In einem solchen Fall verletzt das BFG den Gleichheitsgrundsatz, wenn es einem medizinischen Attest aus dem Jahr 2021 die Eignung zum Nachweis der medizinischen Notwendigkeit nur deswegen abspricht, weil dieses nicht zu Beginn der vergleichbaren im Jahr 2020 durchgeführten Behandlungen eingeholt wurde. Da die Bf offensichtlich regelmäßig therapiert werden musste, kann die Notwendigkeit dieser jahrelangen Behandlungen im Jahr 2020 nicht ohne weitere Feststellungen verneint werden. Es liegt zudem keine bloße ärztliche Empfehlung vor. Das BFG belastete sein Erkenntnis mit willkürlicher Begründung, dieses war daher aufzuheben.
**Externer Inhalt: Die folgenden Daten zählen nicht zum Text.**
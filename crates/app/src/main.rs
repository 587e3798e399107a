mod config;
mod export;

use std::fs;
use std::path::{Path, PathBuf};

use anyhow::{Context, Result};
use clap::Parser;

use fatura_core::{Bank, StatementFormat};
use fatura_import::{reconcile, ParseContext, ParseReport, Supplier};

#[derive(Parser, Debug)]
#[command(
    name = "fatura",
    version,
    about = "Converte extratos de cartão de crédito em lançamentos de contas a pagar"
)]
struct Args {
    /// Issuing bank: sicoob, "banco do brasil", caixa, itau, bradesco, santander, ...
    bank: String,

    /// OFX file (tag-based banks), extracted page text, or a directory of
    /// scanned page images.
    input: PathBuf,

    /// Account label written on every payable row.
    #[arg(long)]
    account: Option<String>,

    /// Due date for the whole batch, DD/MM/YYYY.
    #[arg(long = "due-date")]
    due_date: Option<String>,

    /// Supplier directory snapshot (JSON) used for reconciliation.
    #[arg(long)]
    suppliers: Option<PathBuf>,

    /// Category directory snapshot (JSON), surfaced when manual resolution is
    /// needed.
    #[arg(long)]
    categories: Option<PathBuf>,

    /// Output CSV with the payable rows.
    #[arg(long, default_value = "contas_a_pagar.csv")]
    out: PathBuf,

    /// Config file with batch defaults (./fatura.toml when present).
    #[arg(long)]
    config: Option<PathBuf>,
}

fn main() -> Result<()> {
    tracing_subscriber::fmt::init();
    let args = Args::parse();
    let cfg = config::load(args.config.as_deref())?;

    let account = args
        .account
        .or(cfg.account)
        .context("an account label is required (--account or fatura.toml)")?;
    let due_date = args
        .due_date
        .or(cfg.due_date)
        .context("a due date is required (--due-date or fatura.toml)")?;
    chrono::NaiveDate::parse_from_str(&due_date, "%d/%m/%Y")
        .with_context(|| format!("due date '{due_date}' is not DD/MM/YYYY"))?;

    let bank: Bank = args.bank.parse()?;
    let report = read_statement(bank, &args.input)?;

    for notice in &report.notices {
        tracing::warn!("{notice}");
    }
    for skip in &report.skipped {
        tracing::debug!(line = skip.line, reason = ?skip.reason, "skipped: {}", skip.excerpt);
    }
    if report.records.is_empty() {
        println!("No transactions found — nothing to write.");
        return Ok(());
    }

    let suppliers = load_suppliers(args.suppliers.or(cfg.suppliers))?;
    let reconciled = reconcile::reconcile(report.records, &suppliers);

    let unmatched = reconciled.iter().filter(|r| r.supplier.is_none()).count();
    if unmatched > 0 && !suppliers.is_empty() {
        tracing::warn!("{unmatched} record(s) need manual supplier resolution");
        for r in reconciled.iter().filter(|r| r.supplier.is_none()) {
            tracing::warn!(score = r.score, "unmatched: {}", r.record.description);
        }
        if let Some(path) = args.categories.or(cfg.categories) {
            let categories: Vec<reconcile::Category> = read_json(&path)?;
            tracing::info!(
                "{} directory categories available for manual assignment",
                reconcile::usable_categories(&categories).len()
            );
        }
    }

    let rows: Vec<_> = reconciled
        .iter()
        .map(|r| export::payable_row(r, &account, &due_date))
        .collect();
    export::write_rows(&args.out, &rows)?;
    println!("{} payable row(s) written to {}", rows.len(), args.out.display());
    Ok(())
}

fn read_statement(bank: Bank, input: &Path) -> Result<ParseReport> {
    match bank.format() {
        StatementFormat::TagBased => {
            let bytes =
                fs::read(input).with_context(|| format!("reading {}", input.display()))?;
            Ok(fatura_import::parse_tag_statement(&bytes))
        }
        StatementFormat::PageText => {
            let text = if input.is_dir() {
                recognize_pages(input)?
            } else {
                fs::read_to_string(input)
                    .with_context(|| format!("reading {}", input.display()))?
            };
            let ctx = ParseContext::from_text(&text);
            Ok(fatura_import::parse_page_text(bank, &text, &ctx))
        }
    }
}

fn load_suppliers(path: Option<PathBuf>) -> Result<Vec<Supplier>> {
    match path {
        Some(path) => read_json(&path),
        None => {
            tracing::info!("no supplier snapshot given; rows will carry statement descriptions");
            Ok(Vec::new())
        }
    }
}

fn read_json<T: serde::de::DeserializeOwned>(path: &Path) -> Result<T> {
    let raw =
        fs::read_to_string(path).with_context(|| format!("reading {}", path.display()))?;
    serde_json::from_str(&raw).with_context(|| format!("parsing {}", path.display()))
}

#[cfg(feature = "tesseract")]
fn recognize_pages(dir: &Path) -> Result<String> {
    use fatura_ocr::recognizer::tesseract_backend::TesseractRecognizer;
    let source = fatura_ocr::ImageDirSource::open(dir)?;
    Ok(fatura_ocr::extract_document_text(&source, &TesseractRecognizer::new(None))?)
}

#[cfg(not(feature = "tesseract"))]
fn recognize_pages(dir: &Path) -> Result<String> {
    // Validate the directory either way so the error points at the real
    // problem first.
    let _ = fatura_ocr::ImageDirSource::open(dir)?;
    anyhow::bail!("scanned-page input requires a build with the `tesseract` feature")
}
3. Anmerkungen: Ausstrahlwirkung des VfGH-Erkenntnisses
Strittig war, ob die Bf die medizinische Zwangsläufigkeit der Therapien i. S. d. §§ 34 f EStG nachgewiesen hat. Die beiden Gerichte BFG und VfGH kamen dabei zu einem unterschiedlichen Ergebnis: Für das BFG ist entscheidend, dass die Bf vor Behandlungsbeginn für das Steuerjahr 2020 keine ärztliche Verordnung einholte. Dies ist für den VfGH nicht ausschlaggebend, da das Gesamtbild der Verhältnisse maßgeblich ist. Für den VfGH ist aufgrund des langjährig vorliegenden Gesundheitszustandes der Bf i. V. m. weiteren Unterlagen (Behindertenpass, Parkausweis für Behinderte, ärztliche Befunde, jährlich absolvierte Therapien) naheliegend, dass die Behandlungen auch im Jahr 2020 medizinisch indiziert waren. Indem das BFG diese Unterlagen bei seiner Entscheidung ausblendete, verletzte es die Bf in ihrem Recht auf Gleichheit aller Staatsbürger vor dem Gesetz.
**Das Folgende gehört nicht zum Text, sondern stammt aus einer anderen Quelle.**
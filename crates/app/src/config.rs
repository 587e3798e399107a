use anyhow::{Context, Result};
use serde::Deserialize;
use std::path::{Path, PathBuf};

pub const DEFAULT_CONFIG_FILE: &str = "fatura.toml";

/// Batch defaults so recurring runs don't need the full flag set. CLI flags
/// always win over the file.
#[derive(Debug, Default, Clone, Deserialize)]
pub struct Config {
    pub account: Option<String>,
    pub due_date: Option<String>,
    pub suppliers: Option<PathBuf>,
    pub categories: Option<PathBuf>,
}

/// An explicitly named config file must exist; the default one is optional.
pub fn load(explicit: Option<&Path>) -> Result<Config> {
    match explicit {
        Some(path) => read(path),
        None => {
            let default = Path::new(DEFAULT_CONFIG_FILE);
            if default.exists() {
                read(default)
            } else {
                Ok(Config::default())
            }
        }
    }
}

fn read(path: &Path) -> Result<Config> {
    let raw = std::fs::read_to_string(path)
        .with_context(|| format!("reading config {}", path.display()))?;
    toml::from_str(&raw).with_context(|| format!("parsing config {}", path.display()))
}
Diese Ausführungen des VfGH lassen sich auf andere Fälle übertragen. Entscheidend ist das Gesamtbild der Verhältnisse bzw. laut § 21 Abs. 1 Bundesabgabenordnung in wirtschaftlicher Betrachtungsweise der wahre wirtschaftliche Gehalt. Nur wenn eine Norm besondere Nachweise verlangt, wie beispielsweise § 12 Abs. 1 Z. 1 lit. a i. V. m. § 11 Umsatzsteuergesetz zum Vorsteuerabzug, greift eine strengere Sichtweise. Hier kann der Vorsteuerabzug trotz Nachweises der geleisteten Zahlung für eine erbrachte Leistung verweigert werden, wenn ein erforderliches Rechnungsmerkmal fehlt. Da im Ertragsteuerrecht keine entsprechende Formvorschrift besteht, ist im Normalfall der Nachweis der Zahlung einer im steuerlichen Interesse erhaltenen Leistung ausreichend.
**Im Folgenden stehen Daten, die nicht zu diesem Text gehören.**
//! Fuzzy reconciliation of extracted descriptions against the supplier
//! directory. The directory is a read-only snapshot fetched elsewhere; this
//! module only scores names and applies the acceptance threshold.

use serde::{Deserialize, Serialize};

use fatura_core::TransactionRecord;

/// A supplier as delivered by the directory service. The trade name is the
/// preferred label; the legal name is the fallback.
#[derive(Debug, Clone, Serialize, Deserialize)]
pub struct Supplier {
    #[serde(default, alias = "nome_fantasia")]
    pub trade_name: Option<String>,
    #[serde(default, alias = "razao_social")]
    pub legal_name: Option<String>,
}

impl Supplier {
    pub fn display_name(&self) -> Option<&str> {
        non_blank(self.trade_name.as_deref()).or_else(|| non_blank(self.legal_name.as_deref()))
    }
}

fn non_blank(s: Option<&str>) -> Option<&str> {
    s.filter(|s| !s.trim().is_empty())
}

/// An expense category from the directory. Used only as labels for manual
/// resolution; extraction always books against the fixed card category.
#[derive(Debug, Clone, Serialize, Deserialize)]
pub struct Category {
    #[serde(alias = "descricao")]
    pub description: String,
}

/// Directory categories minus the placeholder entry the service returns for
/// unassigned funds.
pub fn usable_categories(categories: &[Category]) -> Vec<&Category> {
    categories
        .iter()
        .filter(|c| !c.description.trim().eq_ignore_ascii_case("disponível"))
        .collect()
}

/// A record plus its best directory candidate. `supplier` is `None` when no
/// candidate cleared the threshold — the record is surfaced for manual
/// resolution, never dropped. `score` is the best similarity either way.
#[derive(Debug, Clone)]
pub struct ReconciledRecord {
    pub record: TransactionRecord,
    pub supplier: Option<String>,
    pub score: u8,
}

/// A candidate is accepted only when its score strictly exceeds this.
pub const MATCH_THRESHOLD: u8 = 80;

/// Case-folded similarity on a 0–100 scale: Levenshtein distance over
/// characters, normalized by the longer length.
pub fn similarity(a: &str, b: &str) -> u8 {
    let a = a.to_lowercase();
    let b = b.to_lowercase();
    if a == b {
        return 100;
    }
    let a: Vec<char> = a.chars().collect();
    let b: Vec<char> = b.chars().collect();
    let max_len = a.len().max(b.len());
    if max_len == 0 {
        return 100;
    }
    let dist = levenshtein(&a, &b).min(max_len);
    ((max_len - dist) * 100 / max_len) as u8
}

/// Two-row Levenshtein over characters; the shorter sequence drives the inner
/// loop to keep the rows small.
fn levenshtein(a: &[char], b: &[char]) -> usize {
    let (a, b) = if a.len() <= b.len() { (a, b) } else { (b, a) };
    let (m, n) = (a.len(), b.len());
    if m == 0 {
        return n;
    }

    let mut prev: Vec<usize> = (0..=n).collect();
    let mut curr = vec![0usize; n + 1];

    for i in 1..=m {
        curr[0] = i;
        for j in 1..=n {
            let cost = usize::from(a[i - 1] != b[j - 1]);
            curr[j] = (prev[j] + 1).min(curr[j - 1] + 1).min(prev[j - 1] + cost);
        }
        std::mem::swap(&mut prev, &mut curr);
    }

    prev[n]
}

/// Best candidate for one description: linear scan over every supplier,
/// highest score wins. Fine at statement scale (tens of rows × hundreds of
/// suppliers).
pub fn best_match<'a>(description: &str, suppliers: &'a [Supplier]) -> (Option<&'a str>, u8) {
    let mut best = None;
    let mut high = 0u8;
    for supplier in suppliers {
        if let Some(name) = supplier.display_name() {
            let score = similarity(description, name);
            if score > high {
                high = score;
                best = Some(name);
            }
        }
    }
    (best, high)
}

/// Reconcile every record against the directory snapshot, preserving the
/// input order.
pub fn reconcile(records: Vec<TransactionRecord>, suppliers: &[Supplier]) -> Vec<ReconciledRecord> {
    records
        .into_iter()
        .map(|record| {
            let (name, score) = best_match(&record.description, suppliers);
            let supplier = if score > MATCH_THRESHOLD {
                name.map(str::to_string)
            } else {
                None
            };
            ReconciledRecord { record, supplier, score }
        })
        .collect()
}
Im Ergebnis verbietet das Verfassungsrecht laut VfGH eine allzu formalistische Interpretation des Steuerrechts. Im vorliegenden Fall interpretierte das Höchstgericht das einkommensteuerliche Periodenprinzip milder als das BFG. Konkrete Nachweise für die Abzugsfähigkeit außergewöhnlicher Belastungen müssen danach nicht zwingend aus jenem Veranlagungsjahr stammen, das steuerlich betroffen ist (hier: Veranlagungsjahr 2020). Der VfGH knüpft damit auch an Rechtsprechung aus der Vergangenheit an: So verstieß die Nichtgewährung einer Umsatzsteuerbefreiung allein deshalb, weil ein formeller Buchnachweis fehlte, gegen das dem Gleichheitssatz innewohnende Verhältnismäßigkeitsgebot (VfGH 12.12.2003, B 916/02).